No you didn’t. Go read your post 207. The word “alone” is nowhere in that post.
Your assertion that you were referring to scripture alone is refuted, and your assertion that scripture proof is a 16th century novelty remains refuted.
In post 207 I quoted you stating the following:
Quote:
Originally Posted by William C
“The reason any of the reformed churches accept any of the major teachings of Catholic church is because they can be proven from scripture. The reason they reject others is because they can’t be proven from scripture.”
To which I posted this:
“This idea that something has to be be proven from scripture is both novel [a 16th century invention] as well as unscriptural.”
In your post you stated the essentials of sola scriptura [scripture alone or only scripture] by saying that teachings that are to be accepted are those that can be proven by scripture and those that cannot are to be rejected. That sets scripture as the only authority and is sola scriptura per se.

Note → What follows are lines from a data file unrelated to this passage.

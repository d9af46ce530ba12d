use anyhow::anyhow;
use axum::{
    Json,
    extract::{FromRequest, Request, rejection::JsonRejection},
    http::StatusCode,
};
use edudesk_core::AppError;
use serde::de::DeserializeOwned;
use validator::{Validate, ValidationErrors, ValidationErrorsKind};

/// Flattens field, nested and list errors into `path: message` strings.
fn collect_errors(prefix: &str, errors: &ValidationErrors, out: &mut Vec<String>) {
    for (field, kind) in errors.errors() {
        let field: &str = field.as_ref();
        let path = if field == "__all__" {
            prefix.to_string()
        } else if prefix.is_empty() {
            field.to_string()
        } else {
            format!("{}.{}", prefix, field)
        };
        match kind {
            ValidationErrorsKind::Field(errors) => {
                for error in errors {
                    let message = error
                        .message
                        .as_ref()
                        .map(|msg| msg.to_string())
                        .unwrap_or_else(|| format!("{} is invalid", path));
                    if path.is_empty() || error.message.is_none() {
                        out.push(message);
                    } else {
                        out.push(format!("{}: {}", path, message));
                    }
                }
            }
            ValidationErrorsKind::Struct(nested) => collect_errors(&path, nested, out),
            ValidationErrorsKind::List(items) => {
                for (index, nested) in items {
                    collect_errors(&format!("{}[{}]", path, index), nested, out);
                }
            }
        }
    }
}

pub fn format_errors(errors: &ValidationErrors) -> String {
    let mut messages = Vec::new();
    collect_errors("", errors, &mut messages);
    messages.sort();
    messages.join(", ")
}

/// JSON body extractor that runs `validator` rules.
///
/// Malformed bodies are rejected with 400, rule violations with 422.
#[derive(Debug, Clone, Copy, Default)]
pub struct ValidatedJson<T>(pub T);

impl<T, S> FromRequest<S> for ValidatedJson<T>
where
    T: DeserializeOwned + Validate,
    S: Send + Sync,
{
    type Rejection = AppError;

    async fn from_request(req: Request, state: &S) -> Result<Self, Self::Rejection> {
        let Json(value) = Json::<T>::from_request(req, state)
            .await
            .map_err(|rejection| {
                let error_msg = rejection.body_text();

                if error_msg.contains("missing field") {
                    let field = error_msg
                        .split("missing field `")
                        .nth(1)
                        .and_then(|s| s.split('`').next())
                        .unwrap_or("unknown");
                    return AppError::new(
                        StatusCode::BAD_REQUEST,
                        anyhow!("{} is required", field),
                    );
                }

                if error_msg.contains("unknown variant") || error_msg.contains("invalid type") {
                    return AppError::new(
                        StatusCode::BAD_REQUEST,
                        anyhow!("Invalid field value in request"),
                    );
                }

                if matches!(rejection, JsonRejection::MissingJsonContentType(_)) {
                    return AppError::new(
                        StatusCode::BAD_REQUEST,
                        anyhow!("Missing 'Content-Type: application/json' header"),
                    );
                }

                AppError::new(StatusCode::BAD_REQUEST, anyhow!("Invalid request body"))
            })?;

        value.validate().map_err(|errors| {
            AppError::new(
                StatusCode::UNPROCESSABLE_ENTITY,
                anyhow!("{}", format_errors(&errors)),
            )
        })?;

        Ok(ValidatedJson(value))
    }
}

And your assertion that scripture as a proof is a 16th century novelty is refuted.
Then maybe you can give us a teacher from the early church who specifically taught sola scriptura. Because I can you several that didn’t. For instance, Basil the Great wrote this:
“Of the dogmas and messages preserved in the Church, some we possess from written teaching and others we receive from the tradition of the apostles, handed on to us in mystery. In respect to piety, both are of the same force. No one will contradict any of these, no one, at any rate, who is even moderately versed in matters ecclesiastical. Indeed, were we to try to reject unwritten customs as having no great authority, we would unwittingly injure the gospel in its vitals; or rather, we would reduce [Christian] message to a mere term” (The Holy Spirit 27:66 [A.D. 375]).

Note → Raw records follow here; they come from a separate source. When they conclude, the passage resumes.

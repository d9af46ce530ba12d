use edudesk_config::CorsConfig;
use sqlx::PgPool;

#[derive(Clone, Debug)]
pub struct AppState {
    pub db: PgPool,
    pub cors_config: CorsConfig,
}

impl AppState {
    pub fn new(db: PgPool) -> Self {
        Self {
            db,
            cors_config: CorsConfig::from_env(),
        }
    }
}
//! # edudesk Models
//!
//! Domain models and DTOs for the edudesk API.
//!
//! Besides the database entities and request/response shapes, this crate
//! holds the two pieces of school-office logic that do not need a database:
//!
//! - [`fees::calculator`]: subtotal / discount / balance arithmetic
//! - [`schedules::changes`]: dirty-field tracking for timetable edits, with
//!   [`schedules::conflicts`] checking the result for double bookings
//!
//! # Modules
//!
//! - [`ids`]: typed UUID wrappers
//! - [`students`], [`teachers`], [`classes`] (with sections), [`subjects`], [`buses`]
//! - [`periods`], [`schedules`]
//! - [`fees`], [`payments`]
//! - [`dashboard`]
//!
//! # Example
//!
//! ```ignore
//! use edudesk_models::fees::FeeBreakdown;
//! use rust_decimal_macros::dec;
//!
//! let b = FeeBreakdown::compute([dec!(500), dec!(80)], dec!(30), dec!(100))?;
//! assert_eq!(b.remaining, dec!(450));
//! ```

pub mod buses;
pub mod classes;
pub mod dashboard;
pub mod fees;
pub mod ids;
pub mod payments;
pub mod periods;
pub mod schedules;
pub mod students;
pub mod subjects;
pub mod teachers;

pub use buses::{Bus, CreateBusDto, PaginatedBusesResponse, UpdateBusDto};
pub use classes::{
    Class, ClassWithStats, CreateClassDto, CreateSectionDto, CreateSectionWithClassDto,
    PaginatedClassesResponse, PaginatedSectionsResponse, Section, SectionFilterParams,
    UpdateClassDto, UpdateSectionDto,
};
pub use dashboard::{DashboardSummary, DirectoryCounts, FeeTotals};
pub use fees::{
    CreateFeeDto, FeeBreakdown, FeeDetails, FeeError, FeeFilterParams, FeeItem, FeeItemInput,
    FeePreviewDto, FeeRecord, FeeStatus, FeeSummary, PaginatedFeesResponse, UpdateFeeDto,
};
pub use payments::{
    CreatePaymentDto, PaginatedPaymentsResponse, Payment, PaymentFilterParams, PaymentMethod,
    RecordedPayment,
};
pub use periods::{CreatePeriodDto, PaginatedPeriodsResponse, Period, UpdatePeriodDto};
pub use schedules::{
    BulkScheduleUpdateDto, BulkScheduleUpdateResponse, CreateScheduleDto, DayOfWeek,
    PaginatedSchedulesResponse, ProposedSchedule, ScheduleEntry, ScheduleEntryPatch,
    ScheduleFields, ScheduleFilterParams, ScheduleStatus, ScheduleValidationReport,
    TimetableParams, UpdateScheduleDto, UpdateScheduleStatusDto, ValidateSchedulesDto,
};
pub use students::{
    CreateStudentDto, PaginatedStudentsResponse, Student, StudentFilterParams, UpdateStudentDto,
};
pub use subjects::{CreateSubjectDto, PaginatedSubjectsResponse, Subject, UpdateSubjectDto};
pub use teachers::{CreateTeacherDto, PaginatedTeachersResponse, Teacher, UpdateTeacherDto};
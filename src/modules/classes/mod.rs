//! Classes and their sections.

pub mod controller;
pub mod router;
pub mod service;

pub use router::{init_classes_router, init_sections_router};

And Epiphanius of Salamis wrote this:
“It is needful also to make use of tradition, for not everything can be gotten from sacred Scripture. The holy apostles handed down some things in the scriptures, other things in tradition” (Medicine Chest Against All Heresies 61:6 [A.D. 375]).
John Chrysostom would cite the same verse I gave you, 2 Thess 2:15:
“[Paul commands,] ‘Therefore, brethren, stand fast and hold the traditions which you have been taught, whether by word or by our letter’ [2 Thess. 2:15]. From this it is clear that they did not hand down everything by letter, but there is much also that was not written. Like that which was written, the unwritten too is worthy of belief. So let us regard the tradition of the Church also as worthy of belief. Is it a tradition? Seek no further” (Homilies on Second Thessalonians [A.D. 402]).
And finally [for this post] there is Vincent of Lerins who a full millenium before Luther pointed out the fallacy of sola scriptura. He bears listening to:
"With great zeal and closest attention, therefore, I frequently inquired of many men, eminent for their holiness and doctrine, how I might, in a concise and, so to speak, general and ordinary way, distinguish the truth of the Catholic faith from the falsehood of heretical depravity.
"I received almost always the same answer from all of them—that if I or anyone else wanted to expose the frauds and escape the snares of the heretics who rise up, and to remain intact and in sound faith, it would be necessary, with the help of the Lord, to fortify that faith in a twofold manner: first, of course, by the authority of divine law [Scripture] and then by the tradition of the Catholic Church.
"Here, perhaps, someone may ask: ‘If the canon of the scriptures be perfect and in itself more than suffices for everything, why is it necessary that the authority of ecclesiastical interpretation be joined to it?’ Because, quite plainly, sacred Scripture, by reason of its own depth, is not accepted by everyone as having one and the same meaning. . . .
“Thus, because of so many distortions of such various errors, it is highly necessary that the line of prophetic and apostolic interpretation be directed in accord with the norm of the ecclesiastical and Catholic meaning” (The Notebooks [A.D. 434]).
NOW, It is your turn to provide the evidence to support your claims. Show us the evidence where someone in the early church taught scripture as the only authority.
By the way you got almost 200 posts in about eight days. Some people would label you as a troll. We have had others who came on here all ablaze initially and then fizzle out. Some of them were ardent sola scripturists also. But there just is not any evidence for sola scriptura before Luther. At least no one has ever presented any. Maybe you can?